The Los Angeles Chargers defense has been off to a rough start this year. There were some marginal improvements in Weeks 3 and 4, but they were still not where they needed to be. The hope was that with the trade of JC Jackson over the bye week in Week 5, that there would be some improvement now that they didn’t have to deal with the distraction anymore – and thus they would have a more consistent lineup in the secondary. Against the Dallas Cowboys on Monday Night Football, the results were mixed as the Chargers lost 20-17.
Chargers Defense Has Mixed Performance in Week 6
The Defensive Line
Let’s start with the positives – which mostly has to do with the defensive line. That side of the unit played very well. Dak Prescott had some degree of pressure in his face the majority of the night and was forced to go on the run a lot. He also got sacked five times – two of them coming from Morgan Fox, who has a total of five sacks this year himself. The line’s been doing well in general this year, even with Joey Bosa either being injured or not doing much (a topic for another time).
Arguably more impressively, they shut down the running game quite well. Tony Pollard, who has averaged 4.2 yards a carry this year, had 15 carries for just 30 yards. The Chargers simply were not allowing any room in the middle – and the Cowboys never really tried running outside, which is where the Chargers have struggled marginally more in run defense. (Evidently, someone didn’t do their scouting / film review job very well.) A good share of the credit here goes to Kenneth Murray, who was in on quite a few of those run stops.
The Secondary
For all the efforts of the defensive line, the secondary continued to struggle. Not as badly as earlier in the season, though; nobody was getting burned deep for 50-yard bombs. The only “big play” allowed on Monday night was a short pass to Pollard that involved a couple of missed tackles that allowed him to get a lot more yardage than he should have. In that regard, there was improvement – the Chargers took away the big plays.

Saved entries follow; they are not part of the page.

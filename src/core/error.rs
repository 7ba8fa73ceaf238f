//! Error types for module and container operations.

use thiserror::Error;

use crate::core::uid::Uid;

/// Errors raised by a module implementation.
#[derive(Debug, Error)]
pub enum ModuleError {
    /// Asynchronous construction failed before the module joined a container.
    #[error("construction failed: {0}")]
    Construction(String),
    /// A lifecycle action (play, suspend, remove) failed.
    #[error("lifecycle action failed: {0}")]
    Lifecycle(String),
    /// An application-level command was rejected.
    #[error("command rejected: {0}")]
    Command(String),
}

/// Errors surfaced at the container boundary.
///
/// These are the boundary-detectable failures reported verbatim to the
/// caller. Module misbehavior during a reconciliation round is absorbed by
/// the engine and never appears here.
#[derive(Debug, Error)]
pub enum ContainerError {
    /// Referenced uid is absent from the addressed container.
    #[error("module identifier not found: {0}")]
    NotFound(Uid),
    /// No background module is installed.
    #[error("no background module installed")]
    NoBackground,
    /// Referenced uid does not match the current background.
    #[error("background identifier does not match: {0}")]
    BackgroundMismatch(Uid),
    /// The requested kind has no registered factory.
    #[error("unrecognized module kind: {0}")]
    UnrecognizedKind(String),
    /// Module construction failed; the half-built module never joined.
    #[error("module construction failed: {0}")]
    Construction(#[source] ModuleError),
    /// A forwarded module command failed.
    #[error("module command failed: {0}")]
    Module(#[source] ModuleError),
}

/// Application-facing result using anyhow for higher-level contexts.
pub type AppResult<T> = Result<T, anyhow::Error>;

The problem was, with the short-range game and the long-range game locked down fairly well, the intermediate game was not so well locked down – and this is how the Cowboys beat the Chargers in the end; chunk plays of 10 to 15 yards. There were gaps to be exploited there, and Dak Prescott found them (on the plays where he had time to throw, that is – or made time by scrambling). Notably, no one on the team could cover CeeDee Lamb – he had seven catches for 117 yards.
Status Quo?
The odd thing is, this felt a bit more like an average game for the Chargers defense in the Brandon Staley era – albeit with a tighter run defense. But with the big plays taken away, the intermediate plays were made instead – a pattern we have seen before. It’s something that Staley has never really gotten right all this time, and also something he hasn’t seemed to place as high priority on.
When compared to the Week 1 and Week 2 losses in particular, the failures of the Chargers defense seem a little less glaring here – because aside from that one Pollard reception that went wild, they weren’t giving up the big plays. The secondary wasn’t looking inept downfield. But the result was still the same because they were unable to lock down the intermediate passing game.
The defensive line can do their best and the secondary can wipe out the big plays, but against good or even decent opponents, this is the kind of result we can probably expect most of the time. Justin Herbert might be able to bail them out more often than not, but in the end, the Cowboys own defensive line proved too much for him on this particular occasion.